…Апулея я читал. Там речь о другом животном – об осле, к тому же оказавшемся заколдованным человеком. Так ведь и все четвероногие герои помянутых писателей, строго говоря, заколдованные люди, которые пробуют на вкус и цвет жизнь и судьбы двуногих.
Мэджи живет полнокровной светской жизнью, в отличие от мелкого чиновника, постепенно сходящего с ума от нищеты и унизительности своего существования.
Каштанке повезло слегка очеловечиться – она стала артисткой, у нее пропала охота лаять, появилась склонность к рефлексии…
А однажды она познакомилась с таким метафизическим персонажем, как Смерть. «Тетке было страшно.
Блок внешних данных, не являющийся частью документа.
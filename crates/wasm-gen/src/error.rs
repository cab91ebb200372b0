use std::fmt;

/// An error encountered while encoding a WebAssembly construct.
///
/// None of these errors are transient: they all indicate that the input node
/// was malformed or uses something this crate has no encoding for. Callers
/// assembling a whole module are expected to abort on the first one.
#[derive(thiserror::Error, Debug)]
#[error(transparent)]
pub struct Error {
    kind: Box<ErrorKind>,
}

impl Error {
    /// Construct a new `Error` from an `ErrorKind`.
    pub fn new(kind: ErrorKind) -> Self {
        kind.into()
    }

    /// Construct an "unresolved index" error for the symbolic identifier `id`.
    pub fn unresolved_index(id: impl Into<String>) -> Self {
        ErrorKind::UnresolvedIndex(id.into()).into()
    }

    /// Construct an "unknown tag" error.
    pub fn unknown_tag(tag: TagKind, name: impl Into<String>) -> Self {
        ErrorKind::UnknownTag {
            tag,
            name: name.into(),
        }
        .into()
    }

    /// Construct an "unsupported import descriptor" error.
    pub fn unsupported_descriptor(kind: impl Into<String>) -> Self {
        ErrorKind::UnsupportedDescriptor(kind.into()).into()
    }

    /// Construct an "unsupported section" error.
    pub fn unsupported_section(section: impl Into<String>) -> Self {
        ErrorKind::UnsupportedSection(section.into()).into()
    }

    /// Get the kind of error that this is.
    pub fn kind(&self) -> &ErrorKind {
        &self.kind
    }
}

impl From<ErrorKind> for Error {
    fn from(kind: ErrorKind) -> Self {
        Error {
            kind: Box::new(kind),
        }
    }
}

/// The kind of error.
#[derive(thiserror::Error, Debug, Clone, PartialEq, Eq)]
pub enum ErrorKind {
    /// An index still refers to a symbolic identifier instead of a number.
    #[error("unresolved index in emission: {0}")]
    UnresolvedIndex(String),

    /// A symbolic tag name has no entry in its lookup table.
    #[error("unknown {tag}: {name}")]
    UnknownTag {
        /// Which table was consulted.
        tag: TagKind,
        /// The name that was looked up.
        name: String,
    },

    /// An import descriptor kind that has no encoder.
    #[error("unsupported operation: encode module import of type: {0}")]
    UnsupportedDescriptor(String),

    /// A section that doesn't fit the `<id><size><count>` header grammar.
    #[error("unsupported section encoding of type {0}")]
    UnsupportedSection(String),

    /// The LEB128 codec refused to encode a value.
    #[error("failed to encode {0} as an unsigned LEB128")]
    Leb128(u32),

    /// A vector has more elements than a `u32` count can describe.
    #[error("vector of {0} elements is too long to encode")]
    VectorTooLong(usize),
}

/// The lookup table consulted for an [`ErrorKind::UnknownTag`].
#[derive(Debug, Clone, Copy, PartialEq, Eq)]
pub enum TagKind {
    /// Value types such as `i32`.
    Valtype,
    /// Global mutability, `const` or `var`.
    Mutability,
    /// Section names such as `import`.
    Section,
    /// Export kinds such as `Func`.
    ExportKind,
}

impl fmt::Display for TagKind {
    fn fmt(&self, f: &mut fmt::Formatter<'_>) -> fmt::Result {
        f.write_str(match self {
            TagKind::Valtype => "valtype",
            TagKind::Mutability => "mutability",
            TagKind::Section => "section",
            TagKind::ExportKind => "export kind",
        })
    }
}

/// A `Result` type that is either `Ok(T)` or `Err(wasm_gen::Error)`.
pub type Result<T, E = Error> = std::result::Result<T, E>;
//! Tests for the `wasm-gen` CLI itself.
//!
//! Each test writes a JSON node list into a temporary directory, runs the
//! built binary on it and inspects what it wrote.

use pretty_assertions::assert_eq;
use std::path::Path;
use std::process::{Command, Output};
use tempfile::TempDir;

fn wasm_gen(args: &[&str], cwd: &Path) -> Output {
    Command::new(env!("CARGO_BIN_EXE_wasm-gen"))
        .args(args)
        .current_dir(cwd)
        .output()
        .expect("failed to spawn wasm-gen")
}

fn write_input(dir: &TempDir, json: &str) {
    std::fs::write(dir.path().join("nodes.json"), json).unwrap();
}

#[test]
fn encode_to_hex() {
    let dir = TempDir::new().unwrap();
    write_input(
        &dir,
        r#"[
            {"type": "CallInstruction", "index": 5},
            {"type": "ModuleExport", "name": "f", "descr": {"type": "Func", "id": 0}}
        ]"#,
    );

    let output = wasm_gen(&["encode", "nodes.json", "--hex"], dir.path());
    assert!(output.status.success(), "{output:?}");
    assert_eq!(String::from_utf8(output.stdout).unwrap(), "100501660000\n");
}

#[test]
fn encode_module_to_file() {
    let dir = TempDir::new().unwrap();
    write_input(
        &dir,
        r#"[
            {"type": "SectionMetadata", "section": "import", "size": 13, "vectorOfSize": 1},
            {"type": "ModuleImport", "module": "env", "name": "mem",
             "descr": {"type": "Memory", "limits": {"min": 1, "max": 2}}}
        ]"#,
    );

    let output = wasm_gen(
        &["encode", "nodes.json", "--module-header", "-o", "out.wasm"],
        dir.path(),
    );
    assert!(output.status.success(), "{output:?}");

    let bytes = std::fs::read(dir.path().join("out.wasm")).unwrap();
    assert_eq!(
        bytes,
        [
            0x00, 0x61, 0x73, 0x6d, 0x01, 0x00, 0x00, 0x00, // preamble
            0x02, 0x0d, 0x01, // import section header
            0x03, b'e', b'n', b'v', 0x03, b'm', b'e', b'm', 0x02, 0x01, 0x01, 0x02,
        ]
    );
}

#[test]
fn failed_node_aborts_without_output() {
    let dir = TempDir::new().unwrap();
    write_input(
        &dir,
        r#"[
            {"type": "CallInstruction", "index": 0},
            {"type": "SectionMetadata", "section": "start", "size": 1, "vectorOfSize": 0}
        ]"#,
    );

    let output = wasm_gen(&["encode", "nodes.json", "-o", "out.bin"], dir.path());
    assert!(!output.status.success());
    let stderr = String::from_utf8(output.stderr).unwrap();
    assert!(stderr.contains("failed to encode node 1"), "{stderr}");
    assert!(
        stderr.contains("unsupported section encoding of type start"),
        "{stderr}"
    );
    assert!(!dir.path().join("out.bin").exists());
}

#[test]
fn unresolved_identifier_is_reported() {
    let dir = TempDir::new().unwrap();
    write_input(&dir, r#"[{"type": "CallInstruction", "index": "$main"}]"#);

    let output = wasm_gen(&["encode", "nodes.json"], dir.path());
    assert!(!output.status.success());
    let stderr = String::from_utf8(output.stderr).unwrap();
    assert!(stderr.contains("unresolved index in emission: $main"), "{stderr}");
}

#[test]
fn header_subcommand() {
    let dir = TempDir::new().unwrap();
    let output = wasm_gen(&["header", "--hex", "--version-byte", "13"], dir.path());
    assert!(output.status.success(), "{output:?}");
    assert_eq!(String::from_utf8(output.stdout).unwrap(), "0061736d0d000000\n");
}
use crate::{CallInstruction, Encode, Result};

impl Encode for CallInstruction {
    fn encode(&self, sink: &mut Vec<u8>) -> Result<()> {
        let index = self.index.num()?;
        log::trace!("encoding call {index}");
        sink.push(0x10);
        crate::encoders::write_u32(sink, index)
    }
}
//! Low-level encoders.
//!
//! This module provides the primitive encoders that the construct encoders are
//! built from. They can also be used directly, for example to frame your own
//! section payloads.

use crate::constants::{self, MUTABILITIES, VALTYPES};
use crate::{Error, ErrorKind, Result, TagKind};

/// The module header, `\0asm`.
pub fn header() -> [u8; 4] {
    constants::MAGIC
}

/// A version field whose first byte is `v`.
///
/// The remaining bytes are those of [`constants::VERSION`]. Each call works on
/// its own copy of the canonical field.
pub fn version(v: u8) -> [u8; 4] {
    let mut bytes = constants::VERSION;
    bytes[0] = v;
    bytes
}

/// Encode a `u32` as a ULEB128.
pub fn u32(n: u32) -> Result<Vec<u8>> {
    let mut bytes = Vec::with_capacity(5);
    write_u32(&mut bytes, n)?;
    Ok(bytes)
}

/// Encode `elements` as a vector: a ULEB128 element count followed by the
/// elements themselves.
pub fn vec(elements: &[u8]) -> Result<Vec<u8>> {
    let mut bytes = Vec::with_capacity(elements.len() + 5);
    write_vec(&mut bytes, elements)?;
    Ok(bytes)
}

/// Encode a length-prefixed UTF-8 name.
pub fn name(s: &str) -> Result<Vec<u8>> {
    vec(s.as_bytes())
}

/// The byte for the value type `name`, for example `i32`.
pub fn valtype(name: &str) -> Result<u8> {
    tag(VALTYPES, TagKind::Valtype, name)
}

/// The byte for the global mutability `name`, `const` or `var`.
pub fn mutability(name: &str) -> Result<u8> {
    tag(MUTABILITIES, TagKind::Mutability, name)
}

pub(crate) fn tag(table: &[(&str, u8)], kind: TagKind, name: &str) -> Result<u8> {
    match constants::lookup(table, name) {
        Some(byte) => Ok(byte),
        None => {
            log::debug!("no {kind} named `{name}`");
            Err(Error::unknown_tag(kind, name))
        }
    }
}

pub(crate) fn write_u32(sink: &mut Vec<u8>, n: u32) -> Result<()> {
    let (buf, len) = leb128fmt::encode_u32(n).ok_or(ErrorKind::Leb128(n))?;
    sink.extend_from_slice(&buf[..len]);
    Ok(())
}

pub(crate) fn write_vec(sink: &mut Vec<u8>, elements: &[u8]) -> Result<()> {
    let count =
        u32::try_from(elements.len()).map_err(|_| ErrorKind::VectorTooLong(elements.len()))?;
    write_u32(sink, count)?;
    sink.extend_from_slice(elements);
    Ok(())
}

pub(crate) fn write_name(sink: &mut Vec<u8>, s: &str) -> Result<()> {
    write_vec(sink, s.as_bytes())
}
Гусь не кричал, но ей опять стало чудиться, что в потемках стоит кто-то чужой. Страшнее всего было то, что этого чужого нельзя было укусить, так как он был невидим и не имел формы».
Ненасильственная смерть, останавливающая сердце, отнимающая жизнь, не материальна. Как и человечность. Как и время.
Каштанка-Тетка – существо с очень чуткой психической организацией, коей мог бы позавидовать иной гражданин типа Шарикова.
Дворняга Шарик пошел дальше – ему удалось стать двуногим, научиться читать и прочитать переписку Каутского с Энгельсом. Он смог обрести классовое сознание. Но потерял душу.
Революционное очеловечивание собаки у Булгакова оказалось столь же безуспешным, как и эволюционное – у Чехова.
Человек в незапамятные времена приручил нескольких зверей в практических интересах. Кошки ловили мышей и гуляли сами по себе. Собаки сторожили дом, помогали охотиться, летали в космос… И как-то так незаметно вышло, что по мере умаления надобности в собачьем нюхе, в собачьей реакции, в собачьих клыках росла потребность в собачьем сердце, в собачьей душе. Потребность эта ведь еще связана, видимо, с изводом в человеке человечности.
В собаке, если ее натура не искорежена, не извращена в силу внешних обстоятельств, человечность таится в незамутненном виде. Потому литераторы вслед за учеными-физиологами берут на роли подопытных персонажей домашних собак и котов. Для чистоты эксперимента.
А мы, читатели и зрители, их заводим просто так. Любим просто так. В сущности, собаки и кошки – те же дети. С той разницей, что они до конца жизни не взрослеют.
Душа человеческая – субстанция не материальная. Ее нельзя потрогать, погладить… Ее даже нельзя увидеть. Хотя…
Так вот: собака больше, чем друг человека. Она его душа. Та самая, которую можно потрогать и погладить. С которой можно повыть на луну.
А можно погавкать на телевизор. Что мы и делаем. Я вою. Кеша мирно дремлет и просыпается в тот момент, когда слышит лай из застекленного ящика. На всякий случай он отвечает.
Это все к тому, что есть человечность. А вот что с ней происходит на крутых виражах истории и как художественный кинематограф всякий раз предупреждал о катастрофических последствиях даже в тех случаях, когда торопил революции и войны, – об этом дальше.
Точнее, о том, что случилось раньше.
Ребенок и государство
Человек не родился гуманистом, а человечность не произошла на свет с Человеком.
«Когда-то очень давно, – писал Сергей Эйзенштейн , – была широко популярна фотография не то из лондонского «Грэфика», не то из «Скетча».
«Стоп! Его Величество Дитя!» – гласила под ней надпись.
А фотография изображала безудержный поток уличного движения на Бонд-стрите, Стрэнде или Пиккадили Серкесе, внезапно застывший по мановению руки «бобби» – английского полисмена.
Через улицу переходит ребенок, и потоки уличного движения покорно ждут, пока Его Величество Ребенок не перейдет с тротуара на тротуар.
«Стоп! Его величество дитя!» – хочется воскликнуть самому себе, когда пытаешься подойти к Чаплину с позиций социально-этических и моральных в широком и глубоком смысле слова.
«Стоп!»
…С раскаянием, стыдясь до слез,
Я эти рифмы преподнес
Всем детям лет от двадцати
До девяноста девяти,
Чтоб с интересом бы читал
Их тот, кто снова в детство впал».
( Эйзенштейн о Чаплине, ч. 2: «Charlie the Grown-up» | ВКонтакте (vk.com)
Тот же Эйзенштейн замечает, что в ребенке берет начало не только человечность; что в ребенке посеяны и зерна бесчеловечности.
В его разговоре с Чаплином на яхте близ острова Каталина автор «Малыша» признается, что он детей не любит.
– Кто же не любит детей? – воскликнул автор «Броненосца Потемкина.
– Сами дети , – ответил будущий автор будущего «Великого диктатора».